Staking SOL (earning rewards):
- Staking typically involves delegating SOL to a validator, in exchange, you may earn staking rewards, usually net of validator commissions.
- Staking can add complexity: there may be lockups or delays in unstaking depending on how you stake and which wallet or platform you use.
For many consumers, a practical baseline is deciding whether you want long-term exposure, where staking might fit, or short-term trading, where flexibility may matter more.
What are the pros and cons of investing in Solana?
Solana’s biggest appeal is usability, but the trade-off is that you’re taking on the same core crypto risks plus Solana-specific reliability history.
Pros
- High performance design: Built for speed and scalability, supporting heavy app usage.
- Low transaction costs: Often attractive for frequent, smaller transactions.
- Large and active ecosystem: Strong presence across DeFi, NFTs, and Web3 apps.
- Growing market attention: Some research reports highlighted strong trading activity and fund inflows in 2025, reflecting continued investor interest.
Cons
- Outage history: Reliability issues can create real execution risk.
- Crypto volatility: SOL can be highly price-volatile, which can amplify gains and losses.
- Smart-contract and app risk: DeFi and NFT platforms can be exploited or fail, and users can lose funds.
- Regulatory uncertainty: U.S. crypto regulation continues to evolve, which can affect exchanges, staking services, and token access.

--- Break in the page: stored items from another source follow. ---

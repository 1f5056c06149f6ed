//! Expense dialog
//!
//! A dialog for adding a new expense or editing an existing one. The same
//! form serves both modes; edit mode carries the target's stable id so the
//! record keeps its identity and position.

use anyhow::Result;
use crossterm::event::{KeyCode, KeyEvent};
use ratatui::{
    layout::{Constraint, Direction, Layout},
    style::{Color, Modifier, Style},
    text::{Line, Span},
    widgets::{Block, Borders, Clear, Paragraph},
    Frame,
};

use crate::models::{Expense, ExpenseId, Money};
use crate::tui::app::App;
use crate::tui::layout::centered_rect_fixed;
use crate::tui::widgets::TextInput;

use super::amount_input_string;

/// Which field is focused in the expense dialog
#[derive(Debug, Clone, Copy, PartialEq, Eq, Default)]
pub enum ExpenseField {
    #[default]
    Description,
    Amount,
}

impl ExpenseField {
    pub fn next(self) -> Self {
        match self {
            Self::Description => Self::Amount,
            Self::Amount => Self::Description,
        }
    }
}

/// State for the expense dialog
#[derive(Debug, Clone, Default)]
pub struct ExpenseFormState {
    /// The record being edited; None when adding
    pub editing: Option<ExpenseId>,
    /// Which field is focused
    pub focused_field: ExpenseField,
    /// Description input
    pub description: TextInput,
    /// Amount input
    pub amount: TextInput,
    /// Blocking validation error; cleared on the next edit
    pub error_message: Option<String>,
}

impl ExpenseFormState {
    /// Fresh form for adding a new expense
    pub fn for_add() -> Self {
        Self::default()
    }

    /// Form prefilled from an existing record
    pub fn for_edit(expense: &Expense) -> Self {
        Self {
            editing: Some(expense.id),
            focused_field: ExpenseField::Description,
            description: TextInput::with_content(expense.description.clone()),
            amount: TextInput::with_content(amount_input_string(expense.amount)),
            error_message: None,
        }
    }

    /// Move to the other field
    pub fn toggle_field(&mut self) {
        self.focused_field = self.focused_field.next();
    }

    /// Insert a character into the focused field
    ///
    /// The amount field only accepts digits and a decimal point.
    pub fn insert_char(&mut self, c: char) {
        match self.focused_field {
            ExpenseField::Description => self.description.insert(c),
            ExpenseField::Amount => {
                if c.is_ascii_digit() || c == '.' {
                    self.amount.insert(c);
                }
            }
        }
        self.error_message = None;
    }

    /// Delete the character before the cursor in the focused field
    pub fn backspace(&mut self) {
        match self.focused_field {
            ExpenseField::Description => self.description.backspace(),
            ExpenseField::Amount => self.amount.backspace(),
        }
        self.error_message = None;
    }

    /// Move the cursor in the focused field
    pub fn move_left(&mut self) {
        match self.focused_field {
            ExpenseField::Description => self.description.move_left(),
            ExpenseField::Amount => self.amount.move_left(),
        }
    }

    /// Move the cursor in the focused field
    pub fn move_right(&mut self) {
        match self.focused_field {
            ExpenseField::Description => self.description.move_right(),
            ExpenseField::Amount => self.amount.move_right(),
        }
    }

    /// Parse the amount input
    ///
    /// Unlike the salary field, a garbage amount here is a validation error,
    /// not a silent zero.
    pub fn parse_amount(&self) -> Result<Money, String> {
        Money::parse(self.amount.value()).map_err(|_| "Please enter a valid amount".to_string())
    }

    /// Set the blocking error message
    pub fn set_error(&mut self, message: impl Into<String>) {
        self.error_message = Some(message.into());
    }
}

/// Render the expense dialog
pub fn render(frame: &mut Frame, app: &App) {
    let state = &app.expense_form;

    let area = centered_rect_fixed(50, 11, frame.area());
    frame.render_widget(Clear, area);

    let title = if state.editing.is_some() {
        " Edit Expense "
    } else {
        " Add Expense "
    };
    let block = Block::default()
        .title(title)
        .title_style(
            Style::default()
                .fg(Color::Cyan)
                .add_modifier(Modifier::BOLD),
        )
        .borders(Borders::ALL)
        .border_style(Style::default().fg(Color::Cyan));

    let inner = block.inner(area);
    frame.render_widget(block, area);

    let chunks = Layout::default()
        .direction(Direction::Vertical)
        .constraints([
            Constraint::Length(1), // Description label
            Constraint::Length(1), // Description input
            Constraint::Length(1), // Spacer
            Constraint::Length(1), // Amount label
            Constraint::Length(1), // Amount input
            Constraint::Length(1), // Spacer
            Constraint::Length(1), // Error
            Constraint::Length(1), // Instructions
            Constraint::Min(0),
        ])
        .split(inner);

    let label_style = |focused: bool| {
        if focused {
            Style::default()
                .fg(Color::Cyan)
                .add_modifier(Modifier::BOLD)
        } else {
            Style::default().fg(Color::Yellow)
        }
    };

    let description_focused = state.focused_field == ExpenseField::Description;
    frame.render_widget(
        Paragraph::new(Span::styled("Description:", label_style(description_focused))),
        chunks[0],
    );
    frame.render_widget(
        Paragraph::new(state.description.line(description_focused)),
        chunks[1],
    );

    let amount_focused = state.focused_field == ExpenseField::Amount;
    frame.render_widget(
        Paragraph::new(Span::styled("Amount:", label_style(amount_focused))),
        chunks[3],
    );
    let amount_line = {
        let mut spans = vec![Span::raw(app.settings.currency_symbol.clone())];
        spans.extend(state.amount.line(amount_focused).spans);
        Line::from(spans)
    };
    frame.render_widget(Paragraph::new(amount_line), chunks[4]);

    if let Some(ref error) = state.error_message {
        frame.render_widget(
            Paragraph::new(Span::styled(
                error.clone(),
                Style::default().fg(Color::Red),
            )),
            chunks[6],
        );
    }

    let instructions = Line::from(vec![
        Span::styled("[Enter]", Style::default().fg(Color::Green)),
        Span::raw(" Save  "),
        Span::styled("[Esc]", Style::default().fg(Color::Yellow)),
        Span::raw(" Cancel  "),
        Span::styled("[Tab]", Style::default().fg(Color::Cyan)),
        Span::raw(" Fields"),
    ]);
    frame.render_widget(Paragraph::new(instructions), chunks[7]);
}

/// Handle key events for the expense dialog
pub fn handle_key(app: &mut App, key: KeyEvent) -> Result<()> {
    match key.code {
        KeyCode::Esc => {
            // Cancel: input state is discarded, the ledger is untouched.
            app.close_dialog();
        }
        KeyCode::Tab | KeyCode::BackTab => app.expense_form.toggle_field(),
        KeyCode::Down => app.expense_form.focused_field = ExpenseField::Amount,
        KeyCode::Up => app.expense_form.focused_field = ExpenseField::Description,
        KeyCode::Enter => save(app)?,
        KeyCode::Char(c) => app.expense_form.insert_char(c),
        KeyCode::Backspace => app.expense_form.backspace(),
        KeyCode::Left => app.expense_form.move_left(),
        KeyCode::Right => app.expense_form.move_right(),
        _ => {}
    }
    Ok(())
}

/// Apply the form to the ledger
///
/// Validation failures stay inside the dialog as a blocking error; a
/// `NotFound` on edit means the input layer handed us a stale id and is
/// propagated as fatal.
fn save(app: &mut App) -> Result<()> {
    let amount = match app.expense_form.parse_amount() {
        Ok(amount) => amount,
        Err(message) => {
            app.expense_form.set_error(message);
            return Ok(());
        }
    };
    let description = app.expense_form.description.value().to_string();

    let result = match app.expense_form.editing {
        Some(id) => app.ledger.update_expense(id, &description, amount).map(|_| id),
        None => app.ledger.add_expense(&description, amount).map(|e| e.id),
    };

    match result {
        Ok(id) => {
            let verb = if app.expense_form.editing.is_some() {
                "updated"
            } else {
                "added"
            };
            app.set_status(format!("Expense {} ({})", verb, id));
            app.close_dialog();
            app.refresh();
            Ok(())
        }
        Err(e) if e.is_validation() => {
            app.expense_form.set_error(e.to_string());
            Ok(())
        }
        Err(e) => Err(e.into()),
    }
}

#[cfg(test)]
mod tests {
    use super::*;
    use crate::models::ExpenseId;

    #[test]
    fn test_for_edit_prefills() {
        let expense = Expense::new(ExpenseId::from_raw(4), "Rent", Money::from_cents(120000));
        let state = ExpenseFormState::for_edit(&expense);
        assert_eq!(state.editing, Some(expense.id));
        assert_eq!(state.description.value(), "Rent");
        assert_eq!(state.amount.value(), "1200.00");
    }

    #[test]
    fn test_amount_field_filters_characters() {
        let mut state = ExpenseFormState::for_add();
        state.focused_field = ExpenseField::Amount;
        for c in "1a2b.5x".chars() {
            state.insert_char(c);
        }
        assert_eq!(state.amount.value(), "12.5");
    }

    #[test]
    fn test_parse_amount_rejects_garbage() {
        let mut state = ExpenseFormState::for_add();
        state.focused_field = ExpenseField::Amount;
        state.insert_char('.');
        state.insert_char('.');
        assert!(state.parse_amount().is_err());
    }

    #[test]
    fn test_editing_clears_error() {
        let mut state = ExpenseFormState::for_add();
        state.set_error("Validation error: something");
        state.insert_char('x');
        assert!(state.error_message.is_none());
    }
}
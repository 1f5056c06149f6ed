//! Configuration module for Spendwise
//!
//! This module provides configuration management including:
//! - XDG-compliant path resolution
//! - User settings persistence

pub mod paths;
pub mod settings;

pub use paths::SpendwisePaths;
pub use settings::Settings;
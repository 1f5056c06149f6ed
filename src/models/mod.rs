//! Core data models
//!
//! The money type and the expense record shared by the ledger, the advisor,
//! and the TUI.

pub mod expense;
pub mod money;

pub use expense::{Expense, ExpenseId};
pub use money::{Money, MoneyParseError};
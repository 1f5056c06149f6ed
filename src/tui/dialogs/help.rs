//! Help dialog
//!
//! Shows the key bindings. Any key closes it.

use crossterm::event::KeyEvent;
use ratatui::{
    style::{Color, Modifier, Style},
    text::{Line, Span},
    widgets::{Block, Borders, Clear, Paragraph},
    Frame,
};

use crate::tui::app::App;
use crate::tui::layout::centered_rect_fixed;

const BINDINGS: &[(&str, &str)] = &[
    ("a", "Add expense"),
    ("e / Enter", "Edit selected expense"),
    ("d", "Delete selected expense"),
    ("s", "Set monthly salary"),
    ("g", "Edit financial goals"),
    ("j / k, arrows", "Move selection"),
    ("?", "This help"),
    ("q", "Quit"),
];

/// Render the help dialog
pub fn render(frame: &mut Frame, _app: &App) {
    let area = centered_rect_fixed(46, BINDINGS.len() as u16 + 4, frame.area());
    frame.render_widget(Clear, area);

    let block = Block::default()
        .title(" Help ")
        .title_style(
            Style::default()
                .fg(Color::Cyan)
                .add_modifier(Modifier::BOLD),
        )
        .borders(Borders::ALL)
        .border_style(Style::default().fg(Color::Cyan));

    let mut lines: Vec<Line> = BINDINGS
        .iter()
        .map(|(key, action)| {
            Line::from(vec![
                Span::styled(format!("  {:<14}", key), Style::default().fg(Color::Green)),
                Span::raw(*action),
            ])
        })
        .collect();
    lines.push(Line::raw(""));
    lines.push(Line::from(Span::styled(
        "  Press any key to close",
        Style::default().fg(Color::DarkGray),
    )));

    frame.render_widget(Paragraph::new(lines).block(block), area);
}

/// Handle key events for the help dialog
pub fn handle_key(app: &mut App, _key: KeyEvent) {
    app.close_dialog();
}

What is Solana’s future (including Firedancer) and what should you watch?
Solana’s long-term case depends on whether it can keep scaling while improving reliability. Firedancer is a validator client intended to improve performance and resilience by increasing client diversity.
For consumers, the most useful things to watch over time are practical signals: network uptime and stability, developer and user activity, and ecosystem safety.
Fewer outages and smoother performance under load are key indicators. You can track the project’s positioning in Solana’s official docs and get third-party summaries from sources like Caleb and Brown’s Solana explainer.
The Bottom Line
Solana is a fast, low-cost blockchain designed for high-throughput crypto applications, and SOL is the token used to pay fees and stake for network security.
The potential upside is a smoother user experience and a large app ecosystem, while the key tradeoffs include volatility and Solana’s history of outages.
If you’re considering SOL, focus first on safe custody, understanding staking mechanics, and sizing your risk appropriately for a speculative asset.